Well, I'd say they can't dislike you if you're still going for coffee twice a week. Usually for weekends away to happen someone has to instigate it, come up with the idea. It could have happened innocently - i.e. two in the group talking about a common interest in something. Maybe it's just into a habit of you not being part of it as for some reason they've picked up, perhaps incorrectly, that you'd not be interested. Why don't you say in conversation I saw your trip away the other weekend, it looked great, I'm up for coming along next time - all smiles and light. If they go underground with plans after that then that's your message but right now I think it could still go either way.

LadyLuck10 Sun 14-Dec-14 19:47:45

When you get together for weekly coffees how do they interact with you? You would kind of get a feel if they are friends or not if you meet with them quite often.

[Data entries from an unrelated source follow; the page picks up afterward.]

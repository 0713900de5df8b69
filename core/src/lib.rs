pub mod context;
pub mod encounter;
pub mod engine;
pub mod reward;
pub mod sandbox;
pub mod serde_defaults;
pub mod service;
pub mod status_effect;
pub mod storage;
pub mod tracker;
pub mod world;

// Re-exports for convenience
pub use context::{AppConfig, AppConfigExt, BackgroundTasks, ConfigError};
pub use encounter::{
    EncounterDefinition, EncounterScheduler, EncounterStatus, EngineError, RestoreReport, SpawnFailure,
    format_clock, format_duration, load_definitions,
};
pub use engine::{EncounterEngine, EngineSettings, EngineSinks};
pub use reward::{PayoutReport, PickupDecision};
pub use sandbox::{MemorySink, SandboxWorld};
pub use service::{EncounterService, ServiceCommand, ServiceHandle};
pub use status_effect::StatusEffect;
pub use storage::{LiveStateStore, PendingRewardStore, PersistedEncounterState, StateWriter, StorageError};
pub use tracker::{CategorySnapshots, RankingSnapshot, Trackers};
pub use world::{Actor, Announcement, Damager, Participant, WorldEvent, WorldHost};
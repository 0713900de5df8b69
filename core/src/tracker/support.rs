use super::{ContributionLedger, ContributionTracker, RankingSnapshot};
use crate::status_effect::{StatusEffect, TICKS_PER_SECOND};
use crate::world::{Actor, EffectAction, Participant, WorldEvent};
use bossfall_types::{ContributionCategory, MobId};
use hashbrown::HashMap;
use tracing::debug;

/// Oldest splash/cloud attribution (in game ticks) an effect event may use
pub const ATTRIBUTION_WINDOW_TICKS: u64 = 5;

/// Potency-weighted score of one harmful effect application
pub fn support_score(effect: StatusEffect, amplifier: u32, duration_ticks: u32) -> f64 {
    let potency = f64::from(amplifier) + 1.0;
    if effect.is_instant() {
        potency * 10.0
    } else {
        potency * (f64::from(duration_ticks) / TICKS_PER_SECOND)
    }
}

/// Who last threw something at a mob, and when
#[derive(Debug, Clone)]
struct Attribution {
    participant: Participant,
    tick: u64,
}

/// Harmful effects landed on tracked bosses.
///
/// Effect events do not say who caused them, so splash and cloud events
/// first record the thrower against every tracked mob they touch. An effect
/// event is credited to that thrower only if the record is at most
/// [`ATTRIBUTION_WINDOW_TICKS`] old; stale records are evicted on lookup.
#[derive(Debug, Default)]
pub struct SupportTracker {
    ledger: ContributionLedger,
    attribution: HashMap<MobId, Attribution>,
}

impl SupportTracker {
    pub fn new() -> Self {
        Self::default()
    }

    pub fn record_area_effect(&mut self, source: &Actor, affected: &[Actor], tick: u64) {
        let Some(thrower) = source.as_player() else {
            return;
        };
        for mob in affected.iter().filter_map(Actor::as_mob) {
            if self.ledger.is_tracking(mob) {
                self.attribution.insert(
                    mob,
                    Attribution {
                        participant: thrower.clone(),
                        tick,
                    },
                );
            }
        }
    }

    /// Score an effect applied to a tracked mob. Returns the credited score.
    pub fn record_effect(
        &mut self,
        target: MobId,
        effect: StatusEffect,
        amplifier: u32,
        duration_ticks: u32,
        action: EffectAction,
        tick: u64,
    ) -> Option<f64> {
        if !self.ledger.is_tracking(target) {
            return None;
        }
        if !matches!(action, EffectAction::Added | EffectAction::Changed) || !effect.is_harmful() {
            return None;
        }

        let entry = self.attribution.get(&target)?;
        if tick.saturating_sub(entry.tick) > ATTRIBUTION_WINDOW_TICKS {
            self.attribution.remove(&target);
            return None;
        }
        let participant = entry.participant.clone();

        let score = support_score(effect, amplifier, duration_ticks);
        self.ledger.add(target, &participant, score);
        debug!(
            mob = %target,
            player = %participant.name,
            effect = effect.name(),
            score,
            "Support recorded"
        );
        Some(score)
    }
}

impl ContributionTracker for SupportTracker {
    fn category(&self) -> ContributionCategory {
        ContributionCategory::Support
    }

    fn start_tracking(&mut self, mob: MobId) {
        self.ledger.start(mob);
        self.attribution.remove(&mob);
    }

    fn stop_tracking(&mut self, mob: MobId) {
        self.ledger.stop(mob);
        self.attribution.remove(&mob);
    }

    fn is_tracking(&self, mob: MobId) -> bool {
        self.ledger.is_tracking(mob)
    }

    fn handle_event(&mut self, event: &WorldEvent) {
        match event {
            WorldEvent::AreaEffectApplied {
                source,
                affected,
                tick,
                ..
            } => self.record_area_effect(source, affected, *tick),
            WorldEvent::EffectApplied {
                target: Actor::Mob(mob),
                effect,
                amplifier,
                duration_ticks,
                action,
                tick,
            } => {
                self.record_effect(*mob, *effect, *amplifier, *duration_ticks, *action, *tick);
            }
            _ => {}
        }
    }

    fn build_snapshot(&self, mob: MobId) -> RankingSnapshot {
        self.ledger.snapshot(ContributionCategory::Support, mob)
    }

    fn clear_all(&mut self) {
        self.ledger.clear();
        self.attribution.clear();
    }
}
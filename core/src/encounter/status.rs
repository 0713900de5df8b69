//! Read-only encounter status for front ends

use bossfall_types::{Location, MobId};
use chrono::{DateTime, Utc};
use chrono_tz::Tz;

/// Copy of an instance's state at one instant
#[derive(Debug, Clone, PartialEq)]
pub struct EncounterStatus {
    pub id: String,
    pub mob: String,
    pub zone: Tz,
    pub alive: bool,
    pub mob_identity: Option<MobId>,
    pub origin: Option<Location>,
    pub next_spawn: Option<DateTime<Utc>>,
    pub seconds_until_spawn: Option<i64>,
    pub expires_at: Option<DateTime<Utc>>,
    pub seconds_until_expiry: Option<i64>,
}

/// `H:MM:SS` when an hour or more, otherwise `M:SS`. Negative clamps to 0.
pub fn format_duration(secs: i64) -> String {
    let secs = secs.max(0);
    let (hours, minutes, seconds) = (secs / 3600, (secs % 3600) / 60, secs % 60);
    if hours > 0 {
        format!("{hours}:{minutes:02}:{seconds:02}")
    } else {
        format!("{minutes}:{seconds:02}")
    }
}

/// Wall-clock `HH:MM` of an instant in a zone
pub fn format_clock(instant: DateTime<Utc>, zone: Tz) -> String {
    instant.with_timezone(&zone).format("%H:%M").to_string()
}

#[cfg(test)]
mod tests {
    use super::*;

    #[test]
    fn test_format_duration() {
        assert_eq!(format_duration(0), "0:00");
        assert_eq!(format_duration(65), "1:05");
        assert_eq!(format_duration(3600), "1:00:00");
        assert_eq!(format_duration(7384), "2:03:04");
        assert_eq!(format_duration(-5), "0:00");
    }

    #[test]
    fn test_format_clock() {
        let instant = DateTime::parse_from_rfc3339("2025-03-10T13:05:00Z")
            .unwrap()
            .with_timezone(&Utc);
        assert_eq!(format_clock(instant, Tz::UTC), "13:05");
        assert_eq!(format_clock(instant, Tz::Asia__Ho_Chi_Minh), "20:05");
    }
}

jinglealltheway2014 Sun 14-Dec-14 19:59:19

They're fine when we meet up, I know the two of them are close and they've become v friendly with this new other mum too, which is fine, but I do feel left out. I find it odd that we can be having a coffee on Saturday morning and they don't mention that they're having a dinner party that night. It's probably been going on for years but I've only found out since I joined fb last xmas and keep seeing all the lovely stuff they get up to

mermaid101 Sun 14-Dec-14 20:38:17

That sounds really upsetting. Do you ever ask them about the things you aren't invited to, or mention them in any way?

CrapBag Sun 14-Dec-14 20:45:18

I'd find that upsetting too and I would wonder why.

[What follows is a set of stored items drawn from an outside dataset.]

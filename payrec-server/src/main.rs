//! Payment reconciliation HTTP server.
//!
//! # Usage
//!
//! ```bash
//! # Run with environment from .env
//! cargo run -p payrec-server --release
//!
//! # Configure logging level
//! RUST_LOG=info cargo run -p payrec-server
//! ```
//!
//! See `config.rs` for the full list of environment variables.

use std::net::SocketAddr;
use std::sync::Arc;

use axum::http::Method;
use payrec::applier::LedgerApplier;
use payrec::events;
use payrec::invoice::InvoiceFactory;
use payrec::provider::ProviderAdapter;
use payrec::reconcile::Reconciler;
use payrec::store::LedgerStore;
use payrec::sweep::ExpirySweeper;
use payrec_oxapay::{HttpPriceSource, OxaPayAdapter, OxaPayConfig};
use tokio::sync::broadcast::error::RecvError;
use tokio_util::sync::CancellationToken;
use tower_http::cors;
use tracing_subscriber::EnvFilter;

use payrec_server::config::ServerConfig;
use payrec_server::handlers::{AppState, payment_router};

#[tokio::main]
async fn main() {
    dotenvy::dotenv().ok();

    tracing_subscriber::fmt()
        .with_env_filter(
            EnvFilter::try_from_default_env().unwrap_or_else(|_| EnvFilter::new("info")),
        )
        .init();

    if let Err(e) = run().await {
        tracing::error!("Server failed: {e}");
        std::process::exit(1);
    }
}

async fn run() -> Result<(), Box<dyn std::error::Error>> {
    let config = ServerConfig::from_env()?;
    tracing::info!(
        host = %config.host,
        port = config.port,
        settlement = %config.settlement_currency,
        ttl_secs = config.payment_ttl_secs,
        "Loaded configuration"
    );

    let store = match &config.ledger_path {
        Some(path) => {
            let store = LedgerStore::open(path)?;
            tracing::info!(path = %path.display(), records = store.len(), "Ledger journal opened");
            Arc::new(store)
        }
        None => {
            tracing::warn!("LEDGER_PATH not set — ledger is in-memory and lost on restart");
            Arc::new(LedgerStore::in_memory())
        }
    };

    let rates = HttpPriceSource::new(config.price_source_url.clone());
    let adapter: Arc<dyn ProviderAdapter> = Arc::new(OxaPayAdapter::new(
        OxaPayConfig {
            api_key: config.provider_api_key.clone(),
            base_url: config.provider_base_url.clone(),
            settlement_currency: config.settlement_currency.clone(),
            callback_url: config.callback_url.clone(),
        },
        rates,
    ));

    // The one ledger effect this binary wires is the settlement log line;
    // a product embeds its own balance credit here instead.
    let applier = LedgerApplier::from_fn(|ctx| async move {
        tracing::info!(
            owner = %ctx.owner_ref,
            purpose = %ctx.purpose,
            amount = %ctx.settlement_amount,
            currency = %ctx.settlement_currency,
            "settlement credited"
        );
        Ok(())
    });

    let (events_tx, mut events_rx) = events::channel(64);
    tokio::spawn(async move {
        loop {
            match events_rx.recv().await {
                Ok(event) => tracing::info!(
                    id = %event.id,
                    track = %event.external_track_id,
                    status = %event.status,
                    source = %event.source,
                    "payment settled"
                ),
                Err(RecvError::Lagged(missed)) => {
                    tracing::warn!(missed, "settlement event observer lagged");
                }
                Err(RecvError::Closed) => break,
            }
        }
    });

    let reconciler = Arc::new(Reconciler::new(Arc::clone(&store), applier, events_tx));

    let cancel = CancellationToken::new();
    let sweeper = ExpirySweeper::new(
        Arc::clone(&reconciler),
        std::time::Duration::from_secs(config.sweep_interval_secs),
    );
    let sweep_task = sweeper.spawn(cancel.clone());

    let state = AppState {
        factory: Arc::new(InvoiceFactory::new(
            Arc::clone(&store),
            std::time::Duration::from_secs(config.payment_ttl_secs),
        )),
        reconciler,
        verifier: Arc::new(payrec::verify::SignatureVerifier::new(
            config.provider_webhook_secret.as_bytes(),
        )),
        adapter,
        store,
    };

    let app = payment_router(state).layer(
        cors::CorsLayer::new()
            .allow_origin(cors::Any)
            .allow_methods([Method::GET, Method::POST])
            .allow_headers(cors::Any),
    );

    let addr = SocketAddr::new(config.host, config.port);
    let listener = tokio::net::TcpListener::bind(addr).await?;
    tracing::info!("Payment server listening on http://{addr}");

    axum::serve(listener, app)
        .with_graceful_shutdown(shutdown_signal())
        .await?;

    cancel.cancel();
    sweep_task.await?;
    tracing::info!("Payment server shut down gracefully");
    Ok(())
}

/// Waits for Ctrl-C or SIGTERM (Unix) to initiate graceful shutdown.
async fn shutdown_signal() {
    let ctrl_c = tokio::signal::ctrl_c();

    #[cfg(unix)]
    {
        let mut sigterm = tokio::signal::unix::signal(tokio::signal::unix::SignalKind::terminate())
            .expect("failed to install SIGTERM handler");
        tokio::select! {
            _ = ctrl_c => tracing::info!("Received Ctrl-C, shutting down..."),
            _ = sigterm.recv() => tracing::info!("Received SIGTERM, shutting down..."),
        }
    }

    #[cfg(not(unix))]
    {
        ctrl_c.await.expect("failed to listen for Ctrl-C");
        tracing::info!("Received Ctrl-C, shutting down...");
    }
}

I took myself off FB a while ago and got left out of a couple of things that were arranged through there because they couldn't be bothered to think to text me, it was literally be on FB or just get left out. I wonder if it could be a similar thing? But to see you that day and not mention what they are doing later is a bit odd. Saying that I have some friends at school and I frequently find out through FB that they have met up even though I have been talking to them a couple etc of hours before but sometimes I think it is a case of not everyone else needs to be invited to everything. Could be the case here. Maybe they don't really consider you a close friend.

FriedFishAndBread Sun 14-Dec-14 20:46:52

I think your reading to much into this.

Not everyone your friends with has to be your best friend.

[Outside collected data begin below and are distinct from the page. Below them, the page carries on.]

//! Background expiry and repair sweeps.
//!
//! One periodic task covers both maintenance duties: expiring invoices
//! whose TTL elapsed without payment, and re-running effects for records
//! stuck `paid` without an applied effect. Both go through the
//! reconciler, so they obey the same compare-and-set as live traffic.

use std::sync::Arc;
use std::time::Duration;

use tokio::task::JoinHandle;
use tokio_util::sync::CancellationToken;

use crate::reconcile::Reconciler;
use crate::timestamp::UnixTimestamp;

/// Periodic task that expires overdue invoices and retries unapplied
/// effects.
#[derive(Debug)]
pub struct ExpirySweeper {
    reconciler: Arc<Reconciler>,
    interval: Duration,
}

impl ExpirySweeper {
    /// Creates a sweeper ticking at `interval`.
    #[must_use]
    pub fn new(reconciler: Arc<Reconciler>, interval: Duration) -> Self {
        Self {
            reconciler,
            interval,
        }
    }

    /// Runs one sweep: expiry pass, then repair pass.
    pub async fn sweep_once(&self) {
        match self.reconciler.expire_due(UnixTimestamp::now()).await {
            Ok(0) => {}
            Ok(count) => tracing::info!(count, "expired overdue payments"),
            Err(err) => tracing::error!(%err, "expiry sweep failed"),
        }
        let repaired = self.reconciler.repair_unapplied().await;
        if repaired > 0 {
            tracing::info!(count = repaired, "repaired unapplied effects");
        }
    }

    /// Spawns the sweep loop; it stops when `cancel` fires.
    pub fn spawn(self, cancel: CancellationToken) -> JoinHandle<()> {
        tokio::spawn(async move {
            let mut ticker = tokio::time::interval(self.interval);
            ticker.set_missed_tick_behavior(tokio::time::MissedTickBehavior::Skip);
            loop {
                tokio::select! {
                    () = cancel.cancelled() => break,
                    _ = ticker.tick() => self.sweep_once().await,
                }
            }
            tracing::debug!("expiry sweeper stopped");
        })
    }
}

I have a couple of best friends, friends for years and years I would class them as family. I also have other friends that I love chatting to and meeting up with but would not like to go away for weekends with them and their dc. It's not personal but we haven't clicked to that best friend sort of friendship even though I like them.

I also see one of my best friends a lot more then the other, doesn't mean anything at all. My best friends also have other best friends that they do things with without me... and that's fine I don't even notice and if something happens to be on fb about best friend A out with her other best friend I like it. I do not think oh what about me. I might comment oh best friends friend I haven't seen you for ages we should arrange a night out but I don't ever feel left out.

You need to find best friend sort of friends if you want weekends away with friends.

MiddleAgedandConfused Wed 17-Dec-14 10:19:01

I understand that this may be upsetting, but YABU.
If you would like to get more involved, start by asking them over for dinner to yours, or organising a weekend away yourself and inviting them. If you make an effort, they may well be happy to include you.